IG Markets - Afternoon thoughts Oct 11
FTSE 5771 -6
DAX 7205 0
CAC
3361 -5
IBEX 7615 -53
DOW
13342 -3
NAS 2733 +4
S&P
1431 -2
Oil
91.60
Gold 1764
Asian markets are mixed despite mostly negative leads from European and US trade. Early in the Asian session, the negative tone was enhanced further by the Spain rating downgrade. Spain was cut two notches by S&P to BBB- (from BBB+), with a negative outlook. This saw EUR/USD lose its grip on the 1.29 handle and slip to 1.2826 in the Asian session where it found some support from the 200-day exponential moving average. There was no dominant theme dampening sentiment in equities, but rather a variety of factors that kept the bulls at bay. Alcoa’s move to cut its forecast for global aluminium demand revived some of the growth concerns markets have been facing. This weighed on several industrial and materials names, as well as some commodities. The Aussie dollar has outperformed the risk space in the Asian session on the back of some jobs numbers. September unemployment came in at a worse-than-expected 5.4% (versus consensus 5.3%), while 14,500 jobs were added (versus 5500 expected). This has resulted in a spike in AUD/USD to 1.0278 with the momentum still positive. We are still likely to see selling into strength as the preferred strategy by traders, particularly if we approach the 1.03 level. As analysts digest these jobs numbers further, we feel they are unlikely to inspire enough confidence for the pair to sustain a rally.

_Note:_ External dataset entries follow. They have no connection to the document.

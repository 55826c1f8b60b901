//! PostgreSQL-backed approval request store

use async_trait::async_trait;
use chrono::{DateTime, Utc};
use serde_json::Value as JsonValue;
use sqlx::types::Json;
use sqlx::PgPool;
use tracing::info;
use uuid::Uuid;

use crate::error::{ApprovalError, Result};
use crate::request::{ApprovalRequest, ApprovalStatus, NewApprovalRequest, TargetResource};
use crate::store::ApprovalStore;

#[derive(Clone)]
pub struct PgApprovalStore {
    pool: PgPool,
}

impl PgApprovalStore {
    pub fn new(pool: PgPool) -> Self {
        Self { pool }
    }

    /// Create the `approval_requests` table. Rows are never deleted here.
    pub async fn initialize_schema(&self) -> Result<()> {
        sqlx::query(
            r#"
            CREATE TABLE IF NOT EXISTS approval_requests (
                id UUID PRIMARY KEY,
                organization_id UUID NOT NULL,
                requested_by UUID NOT NULL,
                resource_type TEXT NOT NULL,
                resource_id TEXT NOT NULL,
                action TEXT NOT NULL,
                payload JSONB NOT NULL,
                status TEXT NOT NULL DEFAULT 'pending'
                    CHECK (status IN ('pending', 'approved', 'rejected')),
                created_at TIMESTAMPTZ NOT NULL,
                updated_at TIMESTAMPTZ NOT NULL
            )
            "#,
        )
        .execute(&self.pool)
        .await?;

        sqlx::query(
            "CREATE INDEX IF NOT EXISTS idx_approval_requests_org_status \
             ON approval_requests(organization_id, status, created_at DESC)",
        )
        .execute(&self.pool)
        .await?;

        Ok(())
    }
}

#[derive(sqlx::FromRow)]
struct ApprovalRow {
    id: Uuid,
    organization_id: Uuid,
    requested_by: Uuid,
    resource_type: String,
    resource_id: String,
    action: String,
    payload: Json<JsonValue>,
    status: String,
    created_at: DateTime<Utc>,
    updated_at: DateTime<Utc>,
}

impl TryFrom<ApprovalRow> for ApprovalRequest {
    type Error = ApprovalError;

    fn try_from(row: ApprovalRow) -> Result<Self> {
        Ok(ApprovalRequest {
            id: row.id,
            organization_id: row.organization_id,
            requested_by: row.requested_by,
            resource_type: row.resource_type,
            resource_id: TargetResource::from(row.resource_id),
            action: row.action,
            payload: row.payload.0,
            status: row.status.parse()?,
            created_at: row.created_at,
            updated_at: row.updated_at,
        })
    }
}

const SELECT_APPROVALS: &str = r#"
    SELECT id, organization_id, requested_by, resource_type, resource_id,
           action, payload, status, created_at, updated_at
    FROM approval_requests
"#;

#[async_trait]
impl ApprovalStore for PgApprovalStore {
    async fn create(&self, request: NewApprovalRequest) -> Result<ApprovalRequest> {
        let pending = request.into_pending(Utc::now());

        sqlx::query(
            r#"
            INSERT INTO approval_requests (
                id, organization_id, requested_by, resource_type, resource_id,
                action, payload, status, created_at, updated_at
            ) VALUES ($1, $2, $3, $4, $5, $6, $7, $8, $9, $10)
            "#,
        )
        .bind(pending.id)
        .bind(pending.organization_id)
        .bind(pending.requested_by)
        .bind(&pending.resource_type)
        .bind(pending.resource_id.as_str())
        .bind(&pending.action)
        .bind(Json(&pending.payload))
        .bind(pending.status.as_str())
        .bind(pending.created_at)
        .bind(pending.updated_at)
        .execute(&self.pool)
        .await
        .map_err(|e| ApprovalError::StorageError(format!("Failed to create approval request: {}", e)))?;

        info!(
            approval_id = %pending.id,
            organization_id = %pending.organization_id,
            resource_type = %pending.resource_type,
            action = %pending.action,
            "Approval request created"
        );
        Ok(pending)
    }

    async fn get(&self, organization_id: Uuid, id: Uuid) -> Result<Option<ApprovalRequest>> {
        let row: Option<ApprovalRow> =
            sqlx::query_as(&format!("{} WHERE organization_id = $1 AND id = $2", SELECT_APPROVALS))
                .bind(organization_id)
                .bind(id)
                .fetch_optional(&self.pool)
                .await?;

        row.map(ApprovalRequest::try_from).transpose()
    }

    async fn list(&self, organization_id: Uuid, status: Option<ApprovalStatus>) -> Result<Vec<ApprovalRequest>> {
        let rows: Vec<ApprovalRow> = sqlx::query_as(&format!(
            "{} WHERE organization_id = $1 AND ($2::TEXT IS NULL OR status = $2) ORDER BY created_at DESC",
            SELECT_APPROVALS
        ))
        .bind(organization_id)
        .bind(status.map(ApprovalStatus::as_str))
        .fetch_all(&self.pool)
        .await?;

        rows.into_iter().map(ApprovalRequest::try_from).collect()
    }
}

Looking at the equities in the region, the ASX 200 is outperforming with a 0.1% fall. The local market is well off its early lows, helped by the better-than-expected employment change. Some disappointing machinery orders data from Japan are weighing on the Nikkei, which is down 0.2%. The Hang Seng has managed to edge higher with the financials leading the charge. Looking ahead to European trade, we expect a flat to mildly weaker open with the Spanish IBEX the main one to watch after the S&P downgrade. Analysts are starting to feel the Spain downgrade is a positive for markets as it might result in a spike in Spanish yields and force Spain’s hand to request a bailout. This seems to be what market participants want to see as it would activate the OMT programme. With this in mind, the euro is off its lows now with EUR/USD heading back to 1.286. On the economic front we have German and French CPI as well as the ECB’s monthly bulletin. Over in the US, we are expecting a relatively flat start with trade balance and unemployment claims data in focus.

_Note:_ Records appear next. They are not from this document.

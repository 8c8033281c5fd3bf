use std::env;
use std::fs::{self, File, OpenOptions};
use std::path::{Path, PathBuf};
use std::time::Duration;

use anyhow::{Context, Result};

use crate::roster::RosterStore;

const CACHE_DIR: &str = "ranklist";
const LOG_FILE: &str = "ranklist.log";

#[derive(Debug, Clone)]
pub struct Config {
    pub roster_path: Option<PathBuf>,
    pub workers: usize,
    pub http_timeout: Duration,
    pub crawl_service_url: Option<String>,
    pub log_file: Option<PathBuf>,
    pub log_filter: String,
}

impl Config {
    /// Reads `RANKLIST_*` variables. Call after the `.env` files are loaded.
    pub fn from_env() -> Self {
        let workers = env::var("RANKLIST_WORKERS")
            .ok()
            .and_then(|val| val.parse::<usize>().ok())
            .unwrap_or(6)
            .clamp(1, 64);
        let http_timeout = env::var("RANKLIST_HTTP_TIMEOUT_SECS")
            .ok()
            .and_then(|val| val.parse::<u64>().ok())
            .unwrap_or(10)
            .max(1);

        Self {
            roster_path: opt_env("RANKLIST_ROSTER")
                .map(PathBuf::from)
                .or_else(RosterStore::default_path),
            workers,
            http_timeout: Duration::from_secs(http_timeout),
            crawl_service_url: opt_env("RANKLIST_CRAWL_SERVICE_URL")
                .map(|url| url.trim_end_matches('/').to_string()),
            log_file: opt_env("RANKLIST_LOG_FILE")
                .map(PathBuf::from)
                .or_else(default_log_path),
            log_filter: opt_env("RANKLIST_LOG").unwrap_or_else(|| "info".to_string()),
        }
    }
}

/// Opens the log file for appending, creating its directory first.
pub fn open_log_file(path: &Path) -> Result<File> {
    if let Some(dir) = path.parent()
        && !dir.as_os_str().is_empty()
    {
        fs::create_dir_all(dir).with_context(|| format!("create {}", dir.display()))?;
    }
    OpenOptions::new()
        .create(true)
        .append(true)
        .open(path)
        .with_context(|| format!("open {}", path.display()))
}

fn opt_env(key: &str) -> Option<String> {
    env::var(key)
        .ok()
        .map(|val| val.trim().to_string())
        .filter(|val| !val.is_empty())
}

fn default_log_path() -> Option<PathBuf> {
    if let Some(base) = opt_env("XDG_CACHE_HOME") {
        return Some(PathBuf::from(base).join(CACHE_DIR).join(LOG_FILE));
    }
    let home = opt_env("HOME")?;
    Some(PathBuf::from(home).join(".cache").join(CACHE_DIR).join(LOG_FILE))
}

The local market has been in the red all day but is impressively well off its lows yet again. Defensive names have helped offset losses, while the financials turning positive has aided the recovery. ANZ Bank has climbed 0.7%, Ramsay Healthcare is up 0.9% and Telstra has added half a percent. There have been some shockers in the materials space with Iluka dropping 7.4% and Lynas plunging over 15%. The former had a disappointing third quarter report while the latter is facing cash flow concerns following a delay in its Malaysian refinery. The big iron ore miners, BHP Billiton and Rio Tinto, have lost around half a per cent each. The ACCC’s decision to block Seven’s attempted bid for Consolidated Media has cleared a barrier for Newcorp’s takeover. Seven has since backed Newscorp’s US$2 billion bid which will now seek the approval of Newscorp shareholders at its October 31 meeting. We don’t expect any big surprises from the meeting and Newscorp shareholders are likely to back it.